I have a DC powered Atlas SW7 Loco that has only one light in the shell. How hard is it to attach another light for the rear (cab end)?

Also is it possible to wire it for directional use?

Also again, what is necessary to turn these into LED's/


----------



## golfermd

Are you planning to convert it to DCC, or just leave it as DC? If it's going to be DCC, then put a 1K resistor in front of the positive lead of the LED. A smaller resistor if you want a brighter light, larger if you want it dimmer.

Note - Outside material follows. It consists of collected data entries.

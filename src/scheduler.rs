//! Multi-target execution: a producer enumerating the probe matrix, an
//! order-randomizing stage, and a pool of blocking worker threads.
//!
//! The enumeration keeps the target as the innermost loop so the stream
//! cycles through all targets before revisiting any one of them, and the
//! reservoir stage spreads the remaining same-target runs across the
//! wall clock. Together they keep any single origin from being flooded
//! with back-to-back probes.

use crate::detect::{detect, DetectContext, DetectParams};
use crate::detect_method::DETECT_METHODS;
use crate::log_writer::CsvLogWriter;
use crate::padding::PADDING_METHODS;
use crate::smuggle::SMUGGLING_METHODS;
use log::warn;
use rand::seq::SliceRandom;
use rand::Rng;
use std::sync::mpsc::{sync_channel, Receiver, SyncSender};
use std::sync::{Arc, Mutex};

/// Upper bound on jobs held back for reordering.
const RANDOMIZER_CAPACITY: usize = 1_000_000;

pub struct SchedulerConfig {
    pub threads: usize,
    pub request_methods: Vec<String>,
    pub csv: Option<CsvLogWriter>,
}

/// Runs the full probe matrix over `targets`, printing distinguishable
/// probes to stdout and logging every probe to the CSV sink when one is
/// configured.
pub fn detect_multiple_targets(
    mut targets: Vec<String>,
    ctx: DetectContext,
    config: SchedulerConfig,
) -> Result<(), String> {
    if targets.is_empty() {
        return Err("no targets specified".to_string());
    }

    targets.shuffle(&mut rand::thread_rng());

    let ctx = Arc::new(ctx);
    let csv = config.csv.map(Arc::new);
    let threads = config.threads.max(1);
    let request_methods = config.request_methods;
    // Reordering only matters when there is more than one target to
    // spread probes across.
    let randomize = targets.len() > 1;

    std::thread::scope(|scope| {
        let (job_tx, job_rx) = sync_channel::<DetectParams>(threads);

        let worker_rx = if randomize {
            let (out_tx, out_rx) = sync_channel::<DetectParams>(threads);
            scope.spawn(move || randomize_jobs(job_rx, out_tx, RANDOMIZER_CAPACITY));
            out_rx
        } else {
            job_rx
        };
        let worker_rx = Arc::new(Mutex::new(worker_rx));

        scope.spawn(move || {
            push_detect_jobs(&targets, &request_methods, |job| {
                let _ = job_tx.send(job);
            });
        });

        for _ in 0..threads {
            let worker_rx = worker_rx.clone();
            let ctx = ctx.clone();
            let csv = csv.clone();
            scope.spawn(move || {
                loop {
                    let job = match worker_rx.lock().unwrap().recv() {
                        Ok(job) => job,
                        Err(_) => break,
                    };
                    let verdict = detect(&job, &ctx);
                    let verdict_str = match &verdict {
                        Ok(v) => v.to_string(),
                        Err(e) => e.to_string(),
                    };
                    match &verdict {
                        Ok(v) if v.is_distinguishable() => {
                            println!("{}: {}", job, v);
                        }
                        Ok(_) => {}
                        Err(e) => warn!("{}: {}", job, e),
                    }
                    if let Some(csv) = &csv {
                        if let Err(e) = csv.log(&job, &verdict_str) {
                            warn!("csv log failed: {}", e);
                        }
                    }
                }
            });
        }
    });

    Ok(())
}

/// Enumerates the Cartesian product of all probe axes, filtering
/// incompatible (detect, smuggling) pairs. The target is the innermost
/// axis.
pub fn push_detect_jobs<F>(targets: &[String], request_methods: &[String], mut emit: F)
where
    F: FnMut(DetectParams),
{
    for dm in DETECT_METHODS {
        for sm in SMUGGLING_METHODS {
            if !dm.allows(sm) {
                continue;
            }
            for pm in PADDING_METHODS {
                for rm in request_methods {
                    for variant in sm.variants() {
                        for target in targets {
                            emit(DetectParams::new(
                                target.clone(),
                                rm.trim().to_string(),
                                dm,
                                sm,
                                variant.clone(),
                                pm,
                            ));
                        }
                    }
                }
            }
        }
    }
}

/// Reservoir permutation: each arrival lands in a random slot, kicking
/// the previous occupant downstream; once the input closes the reservoir
/// drains in random order. Every job is eventually emitted, with at most
/// `capacity` held back at any moment.
fn randomize_jobs(
    input: Receiver<DetectParams>,
    output: SyncSender<DetectParams>,
    capacity: usize,
) {
    let mut rng = rand::thread_rng();
    let mut slots: Vec<DetectParams> = Vec::new();

    for job in input {
        let at = rng.gen_range(0..capacity);
        if at < slots.len() {
            let displaced = std::mem::replace(&mut slots[at], job);
            if output.send(displaced).is_err() {
                return;
            }
        } else {
            slots.push(job);
        }
    }

    while !slots.is_empty() {
        let at = rng.gen_range(0..slots.len());
        if output.send(slots.swap_remove(at)).is_err() {
            return;
        }
    }
}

I can't speak to the DC aspect.


----------



## Southern

(1) not hard
(2) Yes 

a DC loco can have LEDs. Yea they can be directional.


----------



## tr1

that is a good question,that I too have an interest in. Some type of incandecsant,LED,light bulb fixture has to be designed, i think that's most difficult part of the question. Maybe the
engine manufacturer already has a light bulb fixture designed for that purpose. I'm sorry if i
bud in here.You may also want to try a variable restore. to control light brightness.tr1


----------



## I Am Fasha

Thanks for the replies Everyone! I get the impression this may not be too hard, lets hope not, I may ask for help walking me through this. The loco in question, (Im not sure if this makes a difference or not, but FYI) will be running on a DCC System, but without the decoder. The owner that Im working in it for, has a Digitrax Zepyhr System, we understand he can run one DC locomotive on this DCC system. He would like this loco to be that one. I would like to put lights in it for him 

So with this additional information, has my situation changed? If not, where do I get these resistors and LED's :dunno:


----------



## MISTER ANDERSON

RadioShack/fry's electronics/Microcenter for something local depending on location. Superbrightleds.com for best selection/prices online. Warm white is a very close color to the old incandescent bulbs they will be replacing


----------



## I Am Fasha

Thanks for the reply MISTER ! I believe you have lead me to the root of my problem, I just don't understand electronics :dunno:

Do I need to have a lot of "highly technical info" or just walk into Radio Shack and say "I need a half dozen 3amp warm white LED's and half dozen 1k resistors" ?


----------



## MISTER ANDERSON

Figure what you need, and then ask where the items are located. They are usually in the back of the store in drawers.


----------



## gunrunnerjohn

Truthfully, I probably wouldn't buy them at Radio Shack. For directional lights, you just need to use track power. The LED, a suitable resistor, probably in the 470-680 ohm range, and a diode to protect against reverse voltage on the LED. Since for DC use the track power reverses for direction change, just wiring the LED/diode in the correct polarity will accomplish directional lights. For steamers, you can also use a bridge rectifier for headlights so they're on all the time, and use the directional light for the tender reverse light.


----------



## I Am Fasha

Ok more good info guys and for that I thank you. Forgive me, I am slow to learn. I will post a pic of the loco that I wish to do this on. If someone can point me in the right directions as to where Im suppose to attach these things, that will be help. 

Here is the loco:


----------



## ktcards

gunrunnerjohn said:


> Truthfully, I probably wouldn't buy them at Radio Shack. For directional lights, you just need to use track power. The LED, a suitable resistor, probably in the 470-680 ohm range, and a diode to protect against reverse voltage on the LED. Since for DC use the track power reverses for direction change, just wiring the LED/diode in the correct polarity will accomplish directional lights. For steamers, you can also use a bridge rectifier for headlights so they're on all the time, and use the directional light for the tender reverse light.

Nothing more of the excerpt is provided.